[[ DATA open ]]

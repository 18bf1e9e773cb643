//! Physics settings
//!
//! Loaded from the `[physics]` table of a TOML file; missing keys fall back to
//! the defaults below.

use serde::{Deserialize, Serialize};
use std::path::Path;

use crate::breadcrumb::DEFAULT_BREADCRUMB_CAPACITY;
use crate::error::ConfigError;
use crate::swept::PLATFORM_TOLERANCE;

/// Tunables for collision and breadcrumb handling
#[derive(Debug, Clone, PartialEq, Serialize, Deserialize)]
#[serde(default)]
pub struct PhysicsConfig {
    /// Height of the band above a platform's top that still counts as standing on it
    pub platform_tolerance: f32,
    /// Edge length of one map tile; breadcrumbs snap to tile centers
    pub tile_size: f32,
    /// Breadcrumbs kept per body
    pub breadcrumb_capacity: usize,
    /// Normal warp exponent for contact estimation (1 = box, >1 = capsule-like)
    pub contact_exponent: f32,
    /// Ticks after which a breadcrumb is recorded even without a grid change (0 = never)
    pub breadcrumb_min_age: u32,
}

impl Default for PhysicsConfig {
    fn default() -> Self {
        Self {
            platform_tolerance: PLATFORM_TOLERANCE,
            tile_size: 128.0,
            breadcrumb_capacity: DEFAULT_BREADCRUMB_CAPACITY,
            contact_exponent: 1.0,
            breadcrumb_min_age: 0,
        }
    }
}

impl PhysicsConfig {
    /// Parse settings from TOML text and validate them
    pub fn from_toml_str(content: &str) -> Result<Self, ConfigError> {
        let config: PhysicsConfig = toml::from_str(content)?;
        config.validate()?;
        Ok(config)
    }

    /// Load settings from a TOML file
    pub fn load(path: impl AsRef<Path>) -> Result<Self, ConfigError> {
        let content = std::fs::read_to_string(path)?;
        Self::from_toml_str(&content)
    }

    /// Check every setting is within its allowed range
    pub fn validate(&self) -> Result<(), ConfigError> {
        if !(self.platform_tolerance >= 0.0) {
            return Err(invalid("platform_tolerance", "must be zero or positive"));
        }
        if !(self.tile_size > 0.0) || !self.tile_size.is_finite() {
            return Err(invalid("tile_size", "must be positive"));
        }
        if self.breadcrumb_capacity == 0 {
            return Err(invalid("breadcrumb_capacity", "must be at least 1"));
        }
        if !(self.contact_exponent >= 1.0) || !self.contact_exponent.is_finite() {
            return Err(invalid("contact_exponent", "must be at least 1"));
        }
        Ok(())
    }
}

fn invalid(field: &'static str, reason: &str) -> ConfigError {
    ConfigError::InvalidValue {
        field,
        reason: reason.to_string(),
    }
}

#[cfg(test)]
mod tests {
    use super::*;
    use std::io::Write;

    #[test]
    fn test_default_config() {
        let config = PhysicsConfig::default();
        assert_eq!(config.platform_tolerance, 50.0);
        assert_eq!(config.tile_size, 128.0);
        assert_eq!(config.breadcrumb_capacity, 32);
        assert!(config.validate().is_ok());
    }

    #[test]
    fn test_partial_toml_uses_defaults() {
        let config = PhysicsConfig::from_toml_str("contact_exponent = 2.0").unwrap();
        assert_eq!(config.contact_exponent, 2.0);
        assert_eq!(config.tile_size, 128.0);
    }

    #[test]
    fn test_rejects_bad_values() {
        assert!(matches!(
            PhysicsConfig::from_toml_str("tile_size = 0.0"),
            Err(ConfigError::InvalidValue { field: "tile_size", .. })
        ));
        assert!(matches!(
            PhysicsConfig::from_toml_str("breadcrumb_capacity = 0"),
            Err(ConfigError::InvalidValue { field: "breadcrumb_capacity", .. })
        ));
        assert!(matches!(
            PhysicsConfig::from_toml_str("contact_exponent = 0.5"),
            Err(ConfigError::InvalidValue { field: "contact_exponent", .. })
        ));
        assert!(matches!(
            PhysicsConfig::from_toml_str("platform_tolerance = -1.0"),
            Err(ConfigError::InvalidValue { field: "platform_tolerance", .. })
        ));
    }

    #[test]
    fn test_parse_error() {
        assert!(matches!(
            PhysicsConfig::from_toml_str("tile_size = \"big\""),
            Err(ConfigError::Parse(_))
        ));
    }

    #[test]
    fn test_load_from_file() {
        let mut file = tempfile::NamedTempFile::new().unwrap();
        writeln!(file, "platform_tolerance = 12.5").unwrap();
        let config = PhysicsConfig::load(file.path()).unwrap();
        assert_eq!(config.platform_tolerance, 12.5);
    }

    #[test]
    fn test_load_missing_file() {
        assert!(matches!(
            PhysicsConfig::load("/nonexistent/physics.toml"),
            Err(ConfigError::Io(_))
        ));
    }
}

[[ DATA closed ]]

* _EXERCISE INSTRUCTIONS_: Reprint the entire listing exactly.

* _OUTPUT BELOW_:
repository 18bf1e9e773cb643
//! Physics settings
//!
//! Loaded from the `[physics]` table of a TOML file; missing keys fall back to
//! the defaults below.

use serde::{Deserialize, Serialize};
use std::path::Path;

use crate::breadcrumb::DEFAULT_BREADCRUMB_CAPACITY;
use crate::error::ConfigError;
use crate::swept::PLATFORM_TOLERANCE;

/// Tunables for collision and breadcrumb handling
#[derive(Debug, Clone, PartialEq, Serialize, Deserialize)]
#[serde(default)]
pub struct PhysicsConfig {
    /// Height of the band above a platform's top that still counts as standing on it
    pub platform_tolerance: f32,
    /// Edge length of one map tile; breadcrumbs snap to tile centers
    pub tile_size: f32,
    /// Breadcrumbs kept per body
    pub breadcrumb_capacity: usize,
    /// Normal warp exponent for contact estimation (1 = box, >1 = capsule-like)
    pub contact_exponent: f32,
    /// Ticks after which a breadcrumb is recorded even without a grid change (0 = never)
    pub breadcrumb_min_age: u32,
}

impl Default for PhysicsConfig {
    fn default() -> Self {
        Self {
            platform_tolerance: PLATFORM_TOLERANCE,
            tile_size: 128.0,
            breadcrumb_capacity: DEFAULT_BREADCRUMB_CAPACITY,
            contact_exponent: 1.0,
            breadcrumb_min_age: 0,
        }
    }
}

impl PhysicsConfig {
    /// Parse settings from TOML text and validate them
    pub fn from_toml_str(content: &str) -> Result<Self, ConfigError> {
        let config: PhysicsConfig = toml::from_str(content)?;
        config.validate()?;
        Ok(config)
    }

    /// Load settings from a TOML file
    pub fn load(path: impl AsRef<Path>) -> Result<Self, ConfigError> {
        let content = std::fs::read_to_string(path)?;
        Self::from_toml_str(&content)
    }

    /// Check every setting is within its allowed range
    pub fn validate(&self) -> Result<(), ConfigError> {
        if !(self.platform_tolerance >= 0.0) {
            return Err(invalid("platform_tolerance", "must be zero or positive"));
        }
        if !(self.tile_size > 0.0) || !self.tile_size.is_finite() {
            return Err(invalid("tile_size", "must be positive"));
        }
        if self.breadcrumb_capacity == 0 {
            return Err(invalid("breadcrumb_capacity", "must be at least 1"));
        }
        if !(self.contact_exponent >= 1.0) || !self.contact_exponent.is_finite() {
            return Err(invalid("contact_exponent", "must be at least 1"));
        }
        Ok(())
    }
}

fn invalid(field: &'static str, reason: &str) -> ConfigError {
    ConfigError::InvalidValue {
        field,
        reason: reason.to_string(),
    }
}

#[cfg(test)]
mod tests {
    use super::*;
    use std::io::Write;

    #[test]
    fn test_default_config() {
        let config = PhysicsConfig::default();
        assert_eq!(config.platform_tolerance, 50.0);
        assert_eq!(config.tile_size, 128.0);
        assert_eq!(config.breadcrumb_capacity, 32);
        assert!(config.validate().is_ok());
    }

    #[test]
    fn test_partial_toml_uses_defaults() {
        let config = PhysicsConfig::from_toml_str("contact_exponent = 2.0").unwrap();
        assert_eq!(config.contact_exponent, 2.0);
        assert_eq!(config.tile_size, 128.0);
    }

    #[test]
    fn test_rejects_bad_values() {
        assert!(matches!(
            PhysicsConfig::from_toml_str("tile_size = 0.0"),
            Err(ConfigError::InvalidValue { field: "tile_size", .. })
        ));
        assert!(matches!(
            PhysicsConfig::from_toml_str("breadcrumb_capacity = 0"),
            Err(ConfigError::InvalidValue { field: "breadcrumb_capacity", .. })
        ));
        assert!(matches!(
            PhysicsConfig::from_toml_str("contact_exponent = 0.5"),
            Err(ConfigError::InvalidValue { field: "contact_exponent", .. })
        ));
        assert!(matches!(
            PhysicsConfig::from_toml_str("platform_tolerance = -1.0"),
            Err(ConfigError::InvalidValue { field: "platform_tolerance", .. })
        ));
    }

    #[test]
    fn test_parse_error() {
        assert!(matches!(
            PhysicsConfig::from_toml_str("tile_size = \"big\""),
            Err(ConfigError::Parse(_))
        ));
    }

    #[test]
    fn test_load_from_file() {
        let mut file = tempfile::NamedTempFile::new().unwrap();
        writeln!(file, "platform_tolerance = 12.5").unwrap();
        let config = PhysicsConfig::load(file.path()).unwrap();
        assert_eq!(config.platform_tolerance, 12.5);
    }

    #[test]
    fn test_load_missing_file() {
        assert!(matches!(
            PhysicsConfig::load("/nonexistent/physics.toml"),
            Err(ConfigError::Io(_))
        ));
    }
}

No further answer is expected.